YOUR OBJECTIVE =>
For each line in the records that contains "body", make a copy.

━━━━━━━━━━

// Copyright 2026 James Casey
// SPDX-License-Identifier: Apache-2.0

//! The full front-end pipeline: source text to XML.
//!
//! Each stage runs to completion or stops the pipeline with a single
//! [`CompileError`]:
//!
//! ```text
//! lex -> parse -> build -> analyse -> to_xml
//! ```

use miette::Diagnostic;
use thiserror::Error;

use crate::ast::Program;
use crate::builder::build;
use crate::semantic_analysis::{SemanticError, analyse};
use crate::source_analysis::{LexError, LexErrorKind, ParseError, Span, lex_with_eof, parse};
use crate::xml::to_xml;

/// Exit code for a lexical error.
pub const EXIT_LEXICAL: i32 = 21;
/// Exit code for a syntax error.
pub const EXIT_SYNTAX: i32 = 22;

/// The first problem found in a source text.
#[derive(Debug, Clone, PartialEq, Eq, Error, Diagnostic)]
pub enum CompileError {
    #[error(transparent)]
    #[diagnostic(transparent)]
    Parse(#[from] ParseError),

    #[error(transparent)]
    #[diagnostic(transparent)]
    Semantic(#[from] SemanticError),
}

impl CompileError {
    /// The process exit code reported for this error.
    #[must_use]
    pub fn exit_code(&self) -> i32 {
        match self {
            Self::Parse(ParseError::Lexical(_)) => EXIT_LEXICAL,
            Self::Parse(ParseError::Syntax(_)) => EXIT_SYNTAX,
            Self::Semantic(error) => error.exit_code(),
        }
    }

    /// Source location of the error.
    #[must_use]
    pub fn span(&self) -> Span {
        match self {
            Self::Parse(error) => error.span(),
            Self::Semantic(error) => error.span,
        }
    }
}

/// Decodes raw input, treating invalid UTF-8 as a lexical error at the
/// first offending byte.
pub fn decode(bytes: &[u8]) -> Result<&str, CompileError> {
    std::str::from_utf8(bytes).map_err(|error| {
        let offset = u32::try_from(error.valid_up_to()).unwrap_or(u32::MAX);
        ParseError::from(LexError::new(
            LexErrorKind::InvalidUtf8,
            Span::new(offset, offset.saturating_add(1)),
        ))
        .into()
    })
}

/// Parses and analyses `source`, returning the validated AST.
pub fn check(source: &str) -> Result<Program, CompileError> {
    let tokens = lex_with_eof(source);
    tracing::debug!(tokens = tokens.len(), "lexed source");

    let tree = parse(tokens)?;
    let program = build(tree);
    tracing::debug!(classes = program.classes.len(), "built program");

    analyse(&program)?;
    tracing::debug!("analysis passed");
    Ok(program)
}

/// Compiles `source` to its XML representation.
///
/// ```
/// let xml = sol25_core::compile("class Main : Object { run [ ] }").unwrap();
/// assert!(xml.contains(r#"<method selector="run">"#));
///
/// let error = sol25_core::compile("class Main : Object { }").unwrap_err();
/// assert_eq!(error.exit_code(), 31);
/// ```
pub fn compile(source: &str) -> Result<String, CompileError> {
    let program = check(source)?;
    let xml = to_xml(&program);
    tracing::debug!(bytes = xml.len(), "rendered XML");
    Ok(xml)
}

━━━━━━━━━━

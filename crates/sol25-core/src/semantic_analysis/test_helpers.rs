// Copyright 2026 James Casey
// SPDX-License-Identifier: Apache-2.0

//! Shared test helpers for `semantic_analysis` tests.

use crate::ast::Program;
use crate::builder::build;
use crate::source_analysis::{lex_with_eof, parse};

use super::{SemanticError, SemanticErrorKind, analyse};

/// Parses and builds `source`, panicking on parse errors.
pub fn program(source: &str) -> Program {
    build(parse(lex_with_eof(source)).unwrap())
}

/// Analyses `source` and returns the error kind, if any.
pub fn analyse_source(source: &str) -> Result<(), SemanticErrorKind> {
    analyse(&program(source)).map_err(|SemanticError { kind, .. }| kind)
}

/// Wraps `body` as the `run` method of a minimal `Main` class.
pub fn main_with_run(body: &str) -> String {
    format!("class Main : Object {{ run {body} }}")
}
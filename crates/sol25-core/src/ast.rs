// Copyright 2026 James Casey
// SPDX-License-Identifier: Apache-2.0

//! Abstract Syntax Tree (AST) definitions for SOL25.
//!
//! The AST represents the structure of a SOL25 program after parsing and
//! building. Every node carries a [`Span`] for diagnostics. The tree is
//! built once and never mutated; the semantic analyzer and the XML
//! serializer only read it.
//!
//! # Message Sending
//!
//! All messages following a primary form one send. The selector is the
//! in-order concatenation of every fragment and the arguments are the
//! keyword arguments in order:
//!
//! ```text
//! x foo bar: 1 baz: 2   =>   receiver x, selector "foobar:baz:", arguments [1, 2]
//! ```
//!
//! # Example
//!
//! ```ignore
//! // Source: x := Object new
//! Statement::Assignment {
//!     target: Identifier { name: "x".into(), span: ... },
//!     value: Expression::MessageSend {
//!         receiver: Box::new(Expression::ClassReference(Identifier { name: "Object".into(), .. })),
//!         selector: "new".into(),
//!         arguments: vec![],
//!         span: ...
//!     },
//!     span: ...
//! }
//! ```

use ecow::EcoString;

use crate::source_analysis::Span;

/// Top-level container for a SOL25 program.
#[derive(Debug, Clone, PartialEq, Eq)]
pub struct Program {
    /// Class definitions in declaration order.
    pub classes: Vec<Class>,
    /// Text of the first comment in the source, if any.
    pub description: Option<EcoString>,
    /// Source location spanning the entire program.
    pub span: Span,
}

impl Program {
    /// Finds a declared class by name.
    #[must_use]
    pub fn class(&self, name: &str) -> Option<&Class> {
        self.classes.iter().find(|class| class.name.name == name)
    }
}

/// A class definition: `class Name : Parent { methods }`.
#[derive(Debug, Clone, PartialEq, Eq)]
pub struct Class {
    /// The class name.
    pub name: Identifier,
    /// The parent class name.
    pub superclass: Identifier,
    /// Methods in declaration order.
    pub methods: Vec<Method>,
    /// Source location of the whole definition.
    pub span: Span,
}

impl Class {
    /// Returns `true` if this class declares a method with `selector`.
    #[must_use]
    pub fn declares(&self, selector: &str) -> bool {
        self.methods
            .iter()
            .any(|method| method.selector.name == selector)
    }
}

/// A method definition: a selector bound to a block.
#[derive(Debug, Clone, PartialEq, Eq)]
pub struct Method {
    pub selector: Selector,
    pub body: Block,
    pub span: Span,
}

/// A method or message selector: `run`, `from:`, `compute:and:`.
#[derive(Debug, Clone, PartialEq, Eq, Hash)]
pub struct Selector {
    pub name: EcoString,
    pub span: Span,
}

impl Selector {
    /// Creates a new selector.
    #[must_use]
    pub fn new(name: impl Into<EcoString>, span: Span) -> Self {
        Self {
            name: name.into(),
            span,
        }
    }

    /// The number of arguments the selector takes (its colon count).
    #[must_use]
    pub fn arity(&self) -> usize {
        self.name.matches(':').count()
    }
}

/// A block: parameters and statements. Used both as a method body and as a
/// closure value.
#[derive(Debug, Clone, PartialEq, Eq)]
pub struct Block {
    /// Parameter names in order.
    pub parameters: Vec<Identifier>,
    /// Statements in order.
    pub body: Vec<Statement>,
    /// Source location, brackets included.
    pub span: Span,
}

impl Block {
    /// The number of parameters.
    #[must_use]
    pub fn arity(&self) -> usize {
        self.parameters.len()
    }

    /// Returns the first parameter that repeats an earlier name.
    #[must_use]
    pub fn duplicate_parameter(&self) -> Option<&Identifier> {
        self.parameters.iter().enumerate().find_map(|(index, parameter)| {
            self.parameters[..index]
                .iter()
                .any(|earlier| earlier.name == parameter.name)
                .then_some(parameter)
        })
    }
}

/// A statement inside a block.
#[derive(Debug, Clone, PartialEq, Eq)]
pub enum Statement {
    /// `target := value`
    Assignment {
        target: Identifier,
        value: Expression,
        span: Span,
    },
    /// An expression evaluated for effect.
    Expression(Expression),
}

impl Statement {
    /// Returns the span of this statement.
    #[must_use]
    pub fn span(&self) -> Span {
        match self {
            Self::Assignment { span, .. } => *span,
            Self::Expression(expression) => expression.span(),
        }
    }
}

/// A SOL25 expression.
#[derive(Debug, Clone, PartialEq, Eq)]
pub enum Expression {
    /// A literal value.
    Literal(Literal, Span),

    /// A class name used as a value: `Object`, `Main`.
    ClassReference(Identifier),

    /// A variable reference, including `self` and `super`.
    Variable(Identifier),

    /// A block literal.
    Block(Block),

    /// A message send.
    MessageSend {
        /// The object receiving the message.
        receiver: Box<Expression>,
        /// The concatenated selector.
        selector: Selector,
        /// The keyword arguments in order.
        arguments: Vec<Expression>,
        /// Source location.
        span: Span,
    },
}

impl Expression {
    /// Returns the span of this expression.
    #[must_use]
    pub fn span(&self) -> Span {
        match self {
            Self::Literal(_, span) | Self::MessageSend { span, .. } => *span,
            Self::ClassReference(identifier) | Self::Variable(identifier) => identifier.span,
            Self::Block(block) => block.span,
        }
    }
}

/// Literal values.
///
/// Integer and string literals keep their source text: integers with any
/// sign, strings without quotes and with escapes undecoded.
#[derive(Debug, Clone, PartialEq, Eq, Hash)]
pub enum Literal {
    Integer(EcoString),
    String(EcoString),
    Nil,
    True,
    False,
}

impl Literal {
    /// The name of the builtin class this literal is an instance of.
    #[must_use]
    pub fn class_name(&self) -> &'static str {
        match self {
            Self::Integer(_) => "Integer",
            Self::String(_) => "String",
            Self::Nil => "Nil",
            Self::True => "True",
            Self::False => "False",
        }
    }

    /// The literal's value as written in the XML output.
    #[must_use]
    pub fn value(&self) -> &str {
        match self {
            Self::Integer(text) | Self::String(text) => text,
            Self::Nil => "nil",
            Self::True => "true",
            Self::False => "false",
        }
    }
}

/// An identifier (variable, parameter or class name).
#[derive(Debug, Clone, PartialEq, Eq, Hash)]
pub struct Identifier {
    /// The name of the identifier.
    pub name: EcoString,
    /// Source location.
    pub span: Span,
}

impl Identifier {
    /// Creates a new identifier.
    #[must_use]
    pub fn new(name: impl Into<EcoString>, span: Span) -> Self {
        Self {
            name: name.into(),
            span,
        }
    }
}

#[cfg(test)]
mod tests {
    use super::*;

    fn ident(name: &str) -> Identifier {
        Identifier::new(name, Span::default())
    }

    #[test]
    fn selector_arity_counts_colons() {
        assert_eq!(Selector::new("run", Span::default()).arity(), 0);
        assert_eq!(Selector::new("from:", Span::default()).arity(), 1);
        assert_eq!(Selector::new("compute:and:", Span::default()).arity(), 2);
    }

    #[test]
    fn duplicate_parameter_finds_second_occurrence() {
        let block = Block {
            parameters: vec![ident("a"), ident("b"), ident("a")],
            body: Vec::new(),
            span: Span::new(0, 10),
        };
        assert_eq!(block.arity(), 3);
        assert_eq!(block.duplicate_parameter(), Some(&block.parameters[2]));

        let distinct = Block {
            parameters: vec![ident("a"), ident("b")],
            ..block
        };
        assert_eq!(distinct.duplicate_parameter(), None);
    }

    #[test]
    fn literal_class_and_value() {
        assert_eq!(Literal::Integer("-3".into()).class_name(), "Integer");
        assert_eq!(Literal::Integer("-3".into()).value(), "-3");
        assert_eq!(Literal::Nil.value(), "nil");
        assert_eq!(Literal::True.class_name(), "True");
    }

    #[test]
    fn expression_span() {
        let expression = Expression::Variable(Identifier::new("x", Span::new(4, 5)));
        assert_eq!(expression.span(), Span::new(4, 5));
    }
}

━━━━━━━━━━

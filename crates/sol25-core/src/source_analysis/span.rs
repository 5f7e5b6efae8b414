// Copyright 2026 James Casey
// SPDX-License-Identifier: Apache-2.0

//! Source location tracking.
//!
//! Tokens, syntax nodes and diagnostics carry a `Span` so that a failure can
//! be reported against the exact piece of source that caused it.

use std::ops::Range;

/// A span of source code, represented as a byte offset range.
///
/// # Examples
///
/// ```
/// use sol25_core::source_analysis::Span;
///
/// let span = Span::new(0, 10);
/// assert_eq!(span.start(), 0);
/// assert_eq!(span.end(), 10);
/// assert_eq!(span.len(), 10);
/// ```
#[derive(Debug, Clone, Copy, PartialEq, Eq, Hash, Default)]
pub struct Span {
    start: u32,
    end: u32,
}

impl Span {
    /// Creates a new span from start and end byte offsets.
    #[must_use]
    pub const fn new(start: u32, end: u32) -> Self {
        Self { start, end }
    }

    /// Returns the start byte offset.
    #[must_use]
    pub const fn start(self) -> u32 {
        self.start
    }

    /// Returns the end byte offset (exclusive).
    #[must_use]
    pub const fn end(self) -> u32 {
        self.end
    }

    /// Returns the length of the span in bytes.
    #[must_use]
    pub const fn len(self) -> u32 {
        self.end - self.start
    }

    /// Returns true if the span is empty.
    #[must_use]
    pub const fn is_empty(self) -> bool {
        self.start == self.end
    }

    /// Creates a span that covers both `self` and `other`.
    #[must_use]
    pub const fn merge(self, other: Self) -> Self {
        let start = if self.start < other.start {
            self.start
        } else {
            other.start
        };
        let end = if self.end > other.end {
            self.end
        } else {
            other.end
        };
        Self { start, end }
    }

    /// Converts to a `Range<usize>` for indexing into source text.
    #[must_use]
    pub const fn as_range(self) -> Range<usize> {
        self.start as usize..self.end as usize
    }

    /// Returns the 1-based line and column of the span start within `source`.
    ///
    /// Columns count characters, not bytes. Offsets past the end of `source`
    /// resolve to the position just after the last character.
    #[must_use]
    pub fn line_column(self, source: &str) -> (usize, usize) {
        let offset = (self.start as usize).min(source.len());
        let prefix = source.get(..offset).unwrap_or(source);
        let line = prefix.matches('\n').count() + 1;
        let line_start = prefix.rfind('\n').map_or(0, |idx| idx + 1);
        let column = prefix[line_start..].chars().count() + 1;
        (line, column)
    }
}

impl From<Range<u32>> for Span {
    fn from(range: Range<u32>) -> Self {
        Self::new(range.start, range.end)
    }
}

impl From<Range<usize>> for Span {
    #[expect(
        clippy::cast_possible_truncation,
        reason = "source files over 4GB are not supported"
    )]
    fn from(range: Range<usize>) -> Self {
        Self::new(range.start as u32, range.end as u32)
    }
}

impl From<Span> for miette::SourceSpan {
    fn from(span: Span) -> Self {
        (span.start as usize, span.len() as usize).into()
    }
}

━━━━━━━━━━

EXERCISE OUTPUT =>
/// Wraps `body` as the `run` method of a minimal `Main` class.
pub fn main_with_run(body: &str) -> String {
    format!("class Main : Object {{ run {body} }}")
    pub body: Block,
/// A block: parameters and statements. Used both as a method body and as a
    pub body: Vec<Statement>,
            body: Vec::new(),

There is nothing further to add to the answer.